Balderston contributed to many of Universal’s horror films in the early days, but later he worked on high profile films like The Prisoner of Zenda (1937), Gone With the Wind (1939) and Gaslight (1944). He was nominated for an Oscar twice. In sci-fi he is remembered for writing for The Bride of Frankenstein, The Man Who Changed His Mind (1936, review), and for his 1932 play Red Planet, that was turned into the film Red Planet Mars in 1952 (review).

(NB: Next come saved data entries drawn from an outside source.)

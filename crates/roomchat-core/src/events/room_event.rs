//! Room events - payloads published to broadcast groups
//!
//! Events are serialized once by the publisher and delivered verbatim to every subscriber.

use chrono::{DateTime, SecondsFormat, Utc};
use serde::{Deserialize, Serialize};

use crate::entities::{Identity, Message, Room};
use crate::value_objects::Snowflake;

/// Everything a broadcast group can carry
#[derive(Debug, Clone, PartialEq, Eq, Serialize, Deserialize)]
#[serde(tag = "type", rename_all = "snake_case")]
pub enum RoomEvent {
    /// A persisted chat message
    Message(MessagePayload),
    /// A named room was provisioned (lobby group only)
    RoomCreated(RoomCreatedPayload),
}

impl RoomEvent {
    /// Serialize for the wire
    pub fn to_json(&self) -> serde_json::Result<String> {
        serde_json::to_string(self)
    }
}

/// Outbound message payload
#[derive(Debug, Clone, PartialEq, Eq, Serialize, Deserialize)]
pub struct MessagePayload {
    pub id: Snowflake,
    pub room: String,
    pub sender: String,
    pub sender_id: Snowflake,
    pub body: String,
    /// RFC 3339 UTC server timestamp
    pub timestamp: String,
}

impl MessagePayload {
    pub fn new(message: &Message, room_name: &str, sender: &Identity) -> Self {
        Self {
            id: message.id,
            room: room_name.to_string(),
            sender: sender.username.clone(),
            sender_id: sender.id,
            body: message.body.clone(),
            timestamp: iso_timestamp(message.created_at),
        }
    }
}

/// Lobby notification for a newly created named room
#[derive(Debug, Clone, PartialEq, Eq, Serialize, Deserialize)]
pub struct RoomCreatedPayload {
    pub id: Snowflake,
    pub name: String,
    pub created_by: Snowflake,
}

impl From<&Room> for RoomCreatedPayload {
    fn from(room: &Room) -> Self {
        Self {
            id: room.id,
            name: room.name.clone(),
            created_by: room.creator_id,
        }
    }
}

/// Format a timestamp the way every outbound payload does
pub fn iso_timestamp(at: DateTime<Utc>) -> String {
    at.to_rfc3339_opts(SecondsFormat::Micros, true)
}
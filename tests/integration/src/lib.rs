//! Integration test utilities for the roomchat server
//!
//! Spawns the full server in-process and drives it over HTTP and websockets.

pub mod fixtures;
pub mod helpers;

pub use fixtures::*;
pub use helpers::*;
//! Application configuration
//!
//! Loads configuration from environment variables (and a `.env` file when present).

use std::env;
use std::str::FromStr;
use std::time::Duration;

/// Minimum accepted length of `JWT_SECRET` in bytes
const MIN_JWT_SECRET_LEN: usize = 32;

/// Main application configuration
#[derive(Debug, Clone)]
pub struct AppConfig {
    pub server: ServerConfig,
    pub storage: StorageBackend,
    pub broadcast: BroadcastConfig,
    pub jwt: JwtConfig,
    pub gateway: GatewayConfig,
    pub cors: CorsConfig,
    pub rate_limit: RateLimitConfig,
    pub logging: LoggingConfig,
    /// Snowflake worker id for this process
    pub worker_id: u16,
}

/// HTTP listener configuration
#[derive(Debug, Clone)]
pub struct ServerConfig {
    pub host: String,
    pub port: u16,
    pub request_timeout: Duration,
}

impl ServerConfig {
    #[must_use]
    pub fn address(&self) -> String {
        format!("{}:{}", self.host, self.port)
    }
}

/// Where rooms, participants, and messages are stored
#[derive(Debug, Clone)]
pub enum StorageBackend {
    Postgres(DatabaseConfig),
    /// Process-local storage; lost on restart
    Memory,
}

/// Database configuration
#[derive(Debug, Clone)]
pub struct DatabaseConfig {
    pub url: String,
    pub max_connections: u32,
    pub min_connections: u32,
    pub connect_timeout: Duration,
    pub run_migrations: bool,
}

/// Broadcast group configuration
#[derive(Debug, Clone)]
pub struct BroadcastConfig {
    pub backend: BroadcastBackend,
    /// Events buffered per group before slow subscribers start skipping
    pub channel_capacity: usize,
}

/// Fan-out substrate
#[derive(Debug, Clone)]
pub enum BroadcastBackend {
    /// In-process groups only
    Local,
    /// Publish through Redis so every process sees every event
    Redis(RedisConfig),
}

/// Redis configuration
#[derive(Debug, Clone)]
pub struct RedisConfig {
    pub url: String,
    pub max_connections: usize,
}

/// JWT configuration
#[derive(Clone)]
pub struct JwtConfig {
    pub secret: String,
    /// Access token lifetime in seconds
    pub access_token_expiry: i64,
}

impl std::fmt::Debug for JwtConfig {
    fn fmt(&self, f: &mut std::fmt::Formatter<'_>) -> std::fmt::Result {
        f.debug_struct("JwtConfig")
            .field("secret", &"<redacted>")
            .field("access_token_expiry", &self.access_token_expiry)
            .finish()
    }
}

/// Websocket session settings
#[derive(Debug, Clone)]
pub struct GatewayConfig {
    /// Close sessions that stay silent this long; `None` disables
    pub idle_timeout: Option<Duration>,
    pub max_message_length: usize,
}

/// CORS configuration
#[derive(Debug, Clone, Default)]
pub struct CorsConfig {
    /// Empty means any origin
    pub allowed_origins: Vec<String>,
}

/// Rate limiting configuration for the HTTP surface
#[derive(Debug, Clone)]
pub struct RateLimitConfig {
    pub enabled: bool,
    pub requests_per_second: u64,
    pub burst: u32,
}

/// Logging configuration
#[derive(Debug, Clone)]
pub struct LoggingConfig {
    /// Filter used when `RUST_LOG` is not set
    pub default_filter: String,
    pub format: LogFormat,
}

/// Log output format
#[derive(Debug, Clone, Copy, PartialEq, Eq, Default)]
pub enum LogFormat {
    #[default]
    Pretty,
    Json,
}

impl FromStr for LogFormat {
    type Err = String;

    fn from_str(s: &str) -> Result<Self, Self::Err> {
        match s.to_ascii_lowercase().as_str() {
            "pretty" => Ok(Self::Pretty),
            "json" => Ok(Self::Json),
            other => Err(format!("expected pretty or json, got {other}")),
        }
    }
}

impl AppConfig {
    /// Load configuration from environment variables
    ///
    /// # Errors
    /// Returns an error if required variables are missing or values do not parse
    pub fn from_env() -> Result<Self, ConfigError> {
        // Load .env file if present (ignore errors if not found)
        let _ = dotenvy::dotenv();
        Self::from_lookup(|key| env::var(key).ok())
    }

    /// Build configuration from an arbitrary key lookup
    ///
    /// # Errors
    /// Returns an error if required variables are missing or values do not parse
    pub fn from_lookup<F>(lookup: F) -> Result<Self, ConfigError>
    where
        F: Fn(&str) -> Option<String>,
    {
        let vars = Vars(&lookup);

        let storage = match vars.string("STORAGE_BACKEND", "postgres").as_str() {
            "postgres" => StorageBackend::Postgres(DatabaseConfig {
                url: vars.required("DATABASE_URL")?,
                max_connections: vars.parse("DATABASE_MAX_CONNECTIONS", 10)?,
                min_connections: vars.parse("DATABASE_MIN_CONNECTIONS", 1)?,
                connect_timeout: Duration::from_secs(
                    vars.parse("DATABASE_CONNECT_TIMEOUT_SECS", 30)?,
                ),
                run_migrations: vars.parse("RUN_MIGRATIONS", true)?,
            }),
            "memory" => StorageBackend::Memory,
            other => {
                return Err(ConfigError::InvalidValue(
                    "STORAGE_BACKEND",
                    format!("expected postgres or memory, got {other}"),
                ))
            }
        };

        let backend = match vars.string("BROADCAST_BACKEND", "local").as_str() {
            "local" => BroadcastBackend::Local,
            "redis" => BroadcastBackend::Redis(RedisConfig {
                url: vars.required("REDIS_URL")?,
                max_connections: vars.parse("REDIS_POOL_SIZE", 10)?,
            }),
            other => {
                return Err(ConfigError::InvalidValue(
                    "BROADCAST_BACKEND",
                    format!("expected local or redis, got {other}"),
                ))
            }
        };

        let secret = vars.required("JWT_SECRET")?;
        if secret.len() < MIN_JWT_SECRET_LEN {
            return Err(ConfigError::InvalidValue(
                "JWT_SECRET",
                format!("must be at least {MIN_JWT_SECRET_LEN} bytes"),
            ));
        }

        let idle_secs: u64 = vars.parse("GATEWAY_IDLE_TIMEOUT_SECS", 300)?;

        Ok(Self {
            server: ServerConfig {
                host: vars.string("SERVER_HOST", "0.0.0.0"),
                port: vars.parse("SERVER_PORT", 8000)?,
                request_timeout: Duration::from_secs(vars.parse("REQUEST_TIMEOUT_SECS", 30)?),
            },
            storage,
            broadcast: BroadcastConfig {
                backend,
                channel_capacity: vars.parse("BROADCAST_CHANNEL_CAPACITY", 256)?,
            },
            jwt: JwtConfig {
                secret,
                access_token_expiry: vars.parse("JWT_ACCESS_TOKEN_EXPIRY", 7200)?,
            },
            gateway: GatewayConfig {
                idle_timeout: (idle_secs > 0).then(|| Duration::from_secs(idle_secs)),
                max_message_length: vars.parse("MAX_MESSAGE_LENGTH", 4000)?,
            },
            cors: CorsConfig {
                allowed_origins: lookup("CORS_ORIGINS")
                    .map(|s| {
                        s.split(',')
                            .map(str::trim)
                            .filter(|s| !s.is_empty())
                            .map(String::from)
                            .collect()
                    })
                    .unwrap_or_default(),
            },
            rate_limit: RateLimitConfig {
                enabled: vars.parse("RATE_LIMIT_ENABLED", true)?,
                requests_per_second: vars.parse("RATE_LIMIT_REQUESTS_PER_SECOND", 50)?,
                burst: vars.parse("RATE_LIMIT_BURST", 100)?,
            },
            logging: LoggingConfig {
                default_filter: vars.string("LOG_DEFAULT_FILTER", "info,roomchat=debug"),
                format: vars.parse("LOG_FORMAT", LogFormat::Pretty)?,
            },
            worker_id: vars.parse("WORKER_ID", 0)?,
        })
    }

    /// In-memory storage, local broadcast, fixed secret, no rate limiting
    #[must_use]
    pub fn for_tests() -> Self {
        Self {
            server: ServerConfig {
                host: "127.0.0.1".to_string(),
                port: 0,
                request_timeout: Duration::from_secs(10),
            },
            storage: StorageBackend::Memory,
            broadcast: BroadcastConfig {
                backend: BroadcastBackend::Local,
                channel_capacity: 64,
            },
            jwt: JwtConfig {
                secret: "test-secret-key-that-is-long-enough-for-hs256".to_string(),
                access_token_expiry: 7200,
            },
            gateway: GatewayConfig {
                idle_timeout: None,
                max_message_length: 4000,
            },
            cors: CorsConfig::default(),
            rate_limit: RateLimitConfig {
                enabled: false,
                requests_per_second: 50,
                burst: 100,
            },
            logging: LoggingConfig {
                default_filter: "warn".to_string(),
                format: LogFormat::Pretty,
            },
            worker_id: 0,
        }
    }
}

struct Vars<'a, F>(&'a F);

impl<F> Vars<'_, F>
where
    F: Fn(&str) -> Option<String>,
{
    fn string(&self, key: &str, default: &str) -> String {
        (self.0)(key).unwrap_or_else(|| default.to_string())
    }

    fn required(&self, key: &'static str) -> Result<String, ConfigError> {
        (self.0)(key)
            .filter(|v| !v.trim().is_empty())
            .ok_or(ConfigError::MissingVar(key))
    }

    fn parse<T>(&self, key: &'static str, default: T) -> Result<T, ConfigError>
    where
        T: FromStr,
        T::Err: std::fmt::Display,
    {
        match (self.0)(key) {
            Some(raw) => raw
                .trim()
                .parse()
                .map_err(|e: T::Err| ConfigError::InvalidValue(key, e.to_string())),
            None => Ok(default),
        }
    }
}

/// Configuration errors
#[derive(Debug, thiserror::Error)]
pub enum ConfigError {
    #[error("Missing required environment variable: {0}")]
    MissingVar(&'static str),

    #[error("Invalid value for {0}: {1}")]
    InvalidValue(&'static str, String),
}
//! Health check handlers
//!
//! Endpoints for liveness and readiness probes.

use axum::{extract::State, http::StatusCode, Json};
use roomchat_service::dto::{HealthResponse, ReadinessResponse};

use crate::state::AppState;

/// Basic health check (liveness probe)
///
/// GET /health
pub async fn health_check() -> Json<HealthResponse> {
    Json(HealthResponse::healthy())
}

/// Readiness check with dependency health
///
/// GET /health/ready
pub async fn readiness_check(State(state): State<AppState>) -> (StatusCode, Json<ReadinessResponse>) {
    // In-memory storage is always reachable
    let storage_healthy = match state.db_pool() {
        Some(pool) => pool.acquire().await.is_ok(),
        None => true,
    };

    let broadcast_healthy = state
        .service_context()
        .broadcaster()
        .health_check()
        .await
        .is_ok();

    let response = ReadinessResponse::ready(storage_healthy, broadcast_healthy);
    let status = if response.is_ready() {
        StatusCode::OK
    } else {
        StatusCode::SERVICE_UNAVAILABLE
    };

    (status, Json(response))
}
//! # roomchat-common
//!
//! Shared utilities including configuration, error handling, token authentication, and telemetry.

pub mod auth;
pub mod config;
pub mod error;
pub mod telemetry;

// Re-export commonly used types at crate root
pub use auth::{Claims, JwtService, TokenType};
pub use config::{
    AppConfig, BroadcastBackend, BroadcastConfig, ConfigError, CorsConfig, DatabaseConfig,
    GatewayConfig, JwtConfig, LogFormat, LoggingConfig, RateLimitConfig, RedisConfig,
    ServerConfig, StorageBackend,
};
pub use error::AppError;
pub use telemetry::{try_init_tracing, TracingError};
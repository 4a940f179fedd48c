//! Request DTOs for API endpoints
//!
//! All request DTOs implement `Deserialize`; bodies with field rules also implement `Validate`.

use roomchat_core::Snowflake;
use serde::Deserialize;
use validator::Validate;

/// Create a named room
#[derive(Debug, Clone, Deserialize, Validate)]
pub struct CreateRoomRequest {
    #[validate(length(min = 1, max = 255, message = "Room name must be 1-255 characters"))]
    pub name: String,
}

/// Join a named room; a missing passkey is rejected by the service, not the extractor
#[derive(Debug, Clone, Default, Deserialize)]
pub struct JoinRoomRequest {
    #[serde(default)]
    pub passkey: Option<String>,
}

/// Remove a participant; `user_id` may be a JSON string or number
#[derive(Debug, Clone, Default, Deserialize)]
pub struct RemoveUserRequest {
    #[serde(default)]
    pub user_id: Option<Snowflake>,
}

Robert Florey had previously worked on the Bela Lugosi vehicle Murders in the Rue Morgue (1932), an expressionist film often described as an ”American The Cabinet of Dr. Caligari”. He is remembered today for the 1937 film Daughter of Shanghai, notable for casting two Asian-American actors in lead roles in time when white actors where still widely used to play Asian characters (Karloff did this many times). Florey was a prolific director all through the thirties and forties, and like many B-directors in Hollywood, made the move to TV in the fifties, where he directed a whole number of TV shows, including a few episodes of The Twilight Zone (1959-1964) and The Outer Limits (1964). Among the uncredited writers of Bride of Frankenstein was also Philip MacDonald, who wrote the screenplay for Tobor the Great (1954, review).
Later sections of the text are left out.